The Spanish encountered Pueblo civilization in the 1500s. Word of the pueblos reached Cabeza de Vaca, a Spaniard wandering across south New Mexico in 1528-1536. Fray Marcos de Niza enthusiastically identified the pueblos as the fabulously rich Seven Cities of Cibola, the fabled seven cities of gold. Dispatched from New Spain, conquistador Francisco Vásquez de Coronado led a full-scale expedition to find these cities in 1540-1542. Coronado camped near an excavated pueblo today preserved as Coronado State Monument in 1541. His maltreatment of the Pueblo people while exploring the upper Rio Grande valley led to long-standing hostility that impeded the Spanish conquest of New Mexico.
Juan de Oñate founded the San Juan colony on the Rio Grande in 1598, the first European settlement in the future state of New Mexico. Oñate pioneered the El Camino Real, "The Royal Road" as a 700 mile (1100 km) lifeline from the rest of New Spain to his remote colony. The Native Americans at Acoma revloted against this Spanish encroachment but faced severe suppression.
Made governor of the "Kingdom and Provinces of New Mexico," Pedro de Peralta established a settlement at the foot of the Sangre de Christo mountains called Santa Fe in 1609. As the seat of government of New Mexico since its founding, it is the oldest capital city in the United States. He built the Palace of Governors in 1610. Although the colony failed to prosper, some missions flourished. Spanish settlers arrived at the site of Albuquerque in the mid-1600s. Missionaries subjugated Native Americans to forced labor on the haciendas and attempted to convert them to Christianity. The Apache revolted violently in 1676, and the Pueblo uprising of 1680 drove the Spanish to abandon New Mexico entirely until the campaign of Diego de Vargas Zapata reestablished Spanish control and returned Spanish colonists in 1692.
While developing Santa Fe as a trade center, the returning setlers founded the old town of Albuquerque in 1706, naming for the viceroy of New Spain, the duke of Alburquerque. They constructed the Church of San Felipe de Nerí (1706). The through development of ranching and some farming in the 1700s laid the foundations for the state's still-flourishing Hispanic culture.

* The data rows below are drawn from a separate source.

//! # Product and Category Data Model
//!
//! This module defines the data structures for catalog items and the
//! three-level category taxonomy derived from the raw source data.
//!
//! ## Core Concepts
//!
//! - **Product**: A catalog item with price, discount, and display fields
//! - **CategoryPath**: Normalized taxonomy location with up to three segments
//! - **Savings**: Derived amount (`mrp - price`) when an MRP is present
//!
//! ## Usage
//!
//! ```rust
//! use dealhunter::catalog_model::{CategoryPath, Product};
//!
//! let path = CategoryPath::parse("Electronics > Mobiles");
//! let phone = Product::new("Phone A", 9000.0, 25.0)
//!     .with_mrp(12000.0)
//!     .with_category_path(path)
//!     .with_source_key("electronics");
//!
//! assert_eq!(phone.savings(), Some(3000.0));
//! ```

use serde::{Deserialize, Serialize};
use std::fmt;

/// Maximum taxonomy depth supported by the source format
pub const MAX_CATEGORY_DEPTH: usize = 3;

/// Separator used when rendering a path back into its raw string form
pub const CATEGORY_JOINER: &str = " > ";

/// Normalized taxonomy location for a product.
///
/// Internally always three segments; absent deeper levels are empty strings.
/// Segment comparison is case-sensitive exact match on the trimmed value —
/// the source format round-trips only under that rule, so no normalization
/// of case or punctuation is applied.
#[derive(Debug, Clone, PartialEq, Eq, PartialOrd, Ord, Hash, Serialize, Deserialize)]
pub struct CategoryPath {
    segments: [String; MAX_CATEGORY_DEPTH],
}

/// Represents one catalog item from a loaded source.
///
/// Every retained product has a numeric price and a discount percentage;
/// rows where either is missing never make it past ingestion. Optional
/// fields are modeled as `Option`, not as sentinel strings.
#[derive(Debug, Clone, PartialEq, Serialize, Deserialize)]
pub struct Product {
    /// Display name of the product
    pub name: String,

    /// Selling price, always ≥ 0
    pub price: f64,

    /// Maximum retail price, when the source provides one
    pub mrp: Option<f64>,

    /// Discount percentage in [0, 100]
    pub discount: f64,

    /// Normalized taxonomy location
    pub category_path: CategoryPath,

    /// Image URL used by the presentation layer
    pub image_url: String,

    /// Outbound purchase link for the buy action
    pub purchase_link: String,

    /// Identifier of the originating dataset (e.g. "electronics")
    pub source_key: String,
}

impl CategoryPath {
    /// Parse a raw category field like `"Electronics > Mobiles > Accessories"`.
    ///
    /// Splits on `>`, trims each segment, caps at three segments and pads
    /// absent deeper segments with empty strings. An empty or whitespace
    /// input yields a path of depth 0, which ingestion rejects.
    pub fn parse(raw: &str) -> Self {
        let mut segments: [String; MAX_CATEGORY_DEPTH] = Default::default();
        for (i, part) in raw.split('>').take(MAX_CATEGORY_DEPTH).enumerate() {
            segments[i] = part.trim().to_string();
        }
        Self::normalized(segments)
    }

    /// Build a path from already-split segments, padding to three.
    pub fn from_segments<I, S>(parts: I) -> Self
    where
        I: IntoIterator<Item = S>,
        S: AsRef<str>,
    {
        let mut segments: [String; MAX_CATEGORY_DEPTH] = Default::default();
        for (i, part) in parts.into_iter().take(MAX_CATEGORY_DEPTH).enumerate() {
            segments[i] = part.as_ref().trim().to_string();
        }
        Self::normalized(segments)
    }

    /// Clear every segment after the first empty one, so a path with a
    /// hole ("Gadgets > > Special") stores the same key that its display
    /// form re-parses to. Without this, equality and depth would disagree
    /// and the hidden tail could never be named in a lookup.
    fn normalized(mut segments: [String; MAX_CATEGORY_DEPTH]) -> Self {
        if let Some(first_empty) = segments.iter().position(String::is_empty) {
            for segment in &mut segments[first_empty..] {
                segment.clear();
            }
        }
        Self { segments }
    }

    /// Number of leading non-empty segments
    pub fn depth(&self) -> usize {
        self.segments.iter().take_while(|s| !s.is_empty()).count()
    }

    /// The populated segments, without the empty padding
    pub fn segments(&self) -> &[String] {
        &self.segments[..self.depth()]
    }

    /// Segment at `index`, if populated
    pub fn segment(&self, index: usize) -> Option<&str> {
        self.segments()
            .get(index)
            .map(|s| s.as_str())
    }

    /// Whether this path extends `parent` by exactly one segment.
    ///
    /// Returns the extending child segment on a match. The empty parent
    /// matches every path of depth 1.
    pub fn child_under(&self, parent: &[String]) -> Option<&str> {
        if self.depth() != parent.len() + 1 {
            return None;
        }
        if self.segments()[..parent.len()] != parent[..] {
            return None;
        }
        self.segment(parent.len())
    }

    /// Append one child segment, up to the maximum depth
    pub fn join(&self, child: &str) -> Self {
        let mut segments = self.segments.clone();
        let depth = self.depth();
        if depth < MAX_CATEGORY_DEPTH {
            segments[depth] = child.trim().to_string();
        }
        Self { segments }
    }
}

impl fmt::Display for CategoryPath {
    fn fmt(&self, f: &mut fmt::Formatter<'_>) -> fmt::Result {
        write!(f, "{}", self.segments().join(CATEGORY_JOINER))
    }
}

impl Product {
    /// Create a new product with the fields every retained row must have
    pub fn new(name: &str, price: f64, discount: f64) -> Self {
        Self {
            name: name.to_string(),
            price,
            mrp: None,
            discount,
            category_path: CategoryPath::from_segments::<_, &str>([]),
            image_url: String::new(),
            purchase_link: String::new(),
            source_key: String::new(),
        }
    }

    /// Set the maximum retail price
    pub fn with_mrp(mut self, mrp: f64) -> Self {
        self.mrp = Some(mrp);
        self
    }

    /// Set the taxonomy location
    pub fn with_category_path(mut self, path: CategoryPath) -> Self {
        self.category_path = path;
        self
    }

    /// Set the image URL
    pub fn with_image_url(mut self, url: &str) -> Self {
        self.image_url = url.to_string();
        self
    }

    /// Set the outbound purchase link
    pub fn with_purchase_link(mut self, link: &str) -> Self {
        self.purchase_link = link.to_string();
        self
    }

    /// Set the originating dataset identifier
    pub fn with_source_key(mut self, source_key: &str) -> Self {
        self.source_key = source_key.to_string();
        self
    }

    /// Amount saved against the MRP, when one is present.
    ///
    /// Sources occasionally list an MRP below the selling price; the
    /// difference is still reported as-is rather than clamped, since the
    /// presentation layer decides what to show.
    pub fn savings(&self) -> Option<f64> {
        self.mrp.map(|mrp| mrp - self.price)
    }
}

impl fmt::Display for Product {
    fn fmt(&self, f: &mut fmt::Formatter<'_>) -> fmt::Result {
        write!(f, "{} ({:.0}% off, {})", self.name, self.discount, self.price)?;
        if self.category_path.depth() > 0 {
            write!(f, " [{}]", self.category_path)?;
        }
        Ok(())
    }
}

Napoleon Bonaparte of France sold the vast Louisiana Purchase, which extended into the northeastern corner of New Mexico, to the United States in 1803. As a part of New Spain, the remainder of the province of New Mexico passed to independent Mexico following the 1810-1821 Mexican War of Independence.
Small trapping parties from the United States had previously reached Santa Fe, but the Spanish rulers forbade them to trade. Trader William Becknell returned to the United States in November 1821 with news that independent Mexico welcomed trade through Santa Fe.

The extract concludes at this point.